Mark M. Smith Master class, 11:00am (max 1.5 hours), 436 Paterson Hall, in the History department
This master class (open to all) will focus on the area of sound studies through a discussion of forthcoming work by Professor Smith, as follows:
++ “Soundings: or, why historians of the auditory urban past might consider getting their ears wet,” forthcoming in Soundscapes of the Urban Past, K. Bijsterveld et al eds.
++ “Listening to Secession,” from Mark M. Smith, When War Makes Sense: A Sensory History of the American Civil War (forthcoming).
As these pieces have not yet been published, they are available only in hardcopy. Copies will be available in the History department main office (400 Paterson Hall). Alternative pick up locations can be arranged by contacting sara_spike [at]

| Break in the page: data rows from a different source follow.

#[cfg(test)]
mod tests {
    use super::*;

    fn proof_with_witnesses(n: usize) -> Proof {
        Proof {
            notarization_id: "ntr_test".to_string(),
            signature: "sig".to_string(),
            timestamp: 1_700_000_000_000,
            witnesses: (0..n)
                .map(|i| Witness {
                    id: format!("wtn_{i}"),
                    signature: format!("wsig_{i}"),
                    timestamp: 1_700_000_000_000,
                })
                .collect(),
            merkle_root: "sha256:root".to_string(),
        }
    }

    fn verified_record() -> DocumentRecord {
        DocumentRecord::new(
            "doc_1",
            "Thesis",
            "Ada",
            1_700_000_000_000,
            "sha256:abc",
            DocumentStatus::Verified,
            "/tmp/thesis.pdf",
            1024,
        )
        .with_proof(proof_with_witnesses(0))
    }

    // === Serde shape ===

    #[test]
    fn test_status_serializes_lowercase() {
        assert_eq!(
            serde_json::to_string(&DocumentStatus::Verified).unwrap(),
            "\"verified\""
        );
        assert_eq!(
            serde_json::from_str::<DocumentStatus>("\"pending\"").unwrap(),
            DocumentStatus::Pending
        );
    }

    #[test]
    fn test_absent_witnesses_is_omitted_from_json() {
        let record = verified_record();
        let json = serde_json::to_string(&record).unwrap();
        assert!(!json.contains("\"witnesses\":"), "json: {json}");
    }

    #[test]
    fn test_zero_witnesses_is_kept_in_json() {
        let record = verified_record().with_witnesses(0);
        let json = serde_json::to_string(&record).unwrap();
        assert!(json.contains("\"witnesses\":0"), "json: {json}");
    }

    #[test]
    fn test_record_roundtrip_preserves_absent_vs_zero() {
        let absent = verified_record();
        let zero = verified_record().with_witnesses(0);

        let absent2: DocumentRecord =
            serde_json::from_str(&serde_json::to_string(&absent).unwrap()).unwrap();
        let zero2: DocumentRecord =
            serde_json::from_str(&serde_json::to_string(&zero).unwrap()).unwrap();

        assert_eq!(absent2.witnesses, None);
        assert_eq!(zero2.witnesses, Some(0));
    }

    #[test]
    fn test_wire_keys_are_camel_case() {
        let json = serde_json::to_string(&verified_record().with_page_count(12)).unwrap();
        assert!(json.contains("\"filePath\""));
        assert!(json.contains("\"fileSize\""));
        assert!(json.contains("\"pageCount\""));
        assert!(json.contains("\"notarizationId\""));
        assert!(json.contains("\"merkleRoot\""));
    }

    // === Invariants ===

    #[test]
    fn test_validate_accepts_well_formed_record() {
        verified_record().validate().unwrap();
    }

    #[test]
    fn test_validate_rejects_empty_display_fields() {
        let mut record = verified_record();
        record.title = "  ".to_string();
        assert_eq!(
            record.validate(),
            Err(InvalidRecord::EmptyField { field: "title" })
        );

        let mut record = verified_record();
        record.author = String::new();
        assert_eq!(
            record.validate(),
            Err(InvalidRecord::EmptyField { field: "author" })
        );
    }

    #[test]
    fn test_validate_rejects_verified_without_proof() {
        let mut record = verified_record();
        record.proof = None;
        assert_eq!(record.validate(), Err(InvalidRecord::VerifiedWithoutProof));
    }

    #[test]
    fn test_validate_rejects_verified_without_hash() {
        let mut record = verified_record();
        record.hash = String::new();
        assert_eq!(record.validate(), Err(InvalidRecord::VerifiedWithoutHash));
    }

    #[test]
    fn test_validate_rejects_witness_count_mismatch() {
        let record = verified_record()
            .with_proof(proof_with_witnesses(2))
            .with_witnesses(3);
        assert_eq!(
            record.validate(),
            Err(InvalidRecord::WitnessMismatch {
                count: 3,
                proof_count: 2
            })
        );
    }

    #[test]
    fn test_validate_allows_unverified_without_proof() {
        let mut record = verified_record();
        record.status = DocumentStatus::Pending;
        record.proof = None;
        record.validate().unwrap();
    }

    // === Patch semantics ===

    #[test]
    fn test_patch_merges_only_set_fields() {
        let mut record = verified_record();
        record.status = DocumentStatus::Pending;
        record.proof = None;

        let patch = DocumentPatch {
            status: Some(DocumentStatus::Verified),
            witnesses: Some(2),
            proof: Some(proof_with_witnesses(2)),
            ..DocumentPatch::default()
        };
        patch.apply(&mut record);

        assert_eq!(record.status, DocumentStatus::Verified);
        assert_eq!(record.witnesses, Some(2));
        assert!(record.proof.is_some());
        // Untouched fields survive the merge.
        assert_eq!(record.title, "Thesis");
        assert_eq!(record.author, "Ada");
    }

    #[test]
    fn test_empty_patch_is_detectable() {
        assert!(DocumentPatch::default().is_empty());
        assert!(!DocumentPatch::status(DocumentStatus::Error).is_empty());
    }

    // === Presentation table ===

    #[test]
    fn test_presentation_covers_every_status() {
        for status in [
            DocumentStatus::Verified,
            DocumentStatus::Unverified,
            DocumentStatus::Pending,
            DocumentStatus::Error,
        ] {
            let p = status.presentation();
            assert!(!p.label.is_empty());
            assert!(!p.icon.is_empty());
            assert!(matches!(p.tone, "success" | "warning" | "error"));
        }
    }

    #[test]
    fn test_display_matches_serialized_form() {
        assert_eq!(DocumentStatus::Unverified.to_string(), "unverified");
    }
}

Mark M. Smith is Carolina Distinguished Professor of History at the University of South Carolina. He is author of Mastered by the Clock: Time, Slavery, and Freedom in the American South (winner of the Organization of American Historians’ 1997 Avery O. Craven Award and South Carolina Historical Society’s Book of the Year); Debating Slavery: Economy and Society in the Antebellum American South, published by Cambridge University Press in 1998; Listening to Nineteenth-Century America (University of North Carolina Press, 2001), How Race Is Made: Slavery, Segregation, and the Senses (University of North Carolina Press, 2006; a 2007 Choice Outstanding Academic Title), Sensing the Past: Seeing, Hearing, Smelling, Tasting, and Touching in History (University of California Press, 2008), and Camille, 1969: Histories of a Hurricane (University of Georgia Press, 2011), a book based on his 2009 Lamar Memorial Lectures and a product of a National Science Foundation grant, of which he a co-PI, detailing recovery from Hurricane Katrina. Smith has lectured in Europe, throughout the United States, Australia, and China, and is the current President of The Historical Society.  He is the editor of several collections and publication series, including Hearing History: A Reader (University of Georgia Press, 2004) and The Handbook of Slavery in the Americas (Oxford, 2010), as well as co-editor of Cambridge University Press’ series, Studies on the American South, and General Editor of the University of Illinois Press’ Studies in Sensory History.  Presently Smith is at work on a sensory history of the American Civil War, tentatively entitled When War Makes Sense: A Sensory History of America’s Greatest Conflict, under contract with Oxford University Press.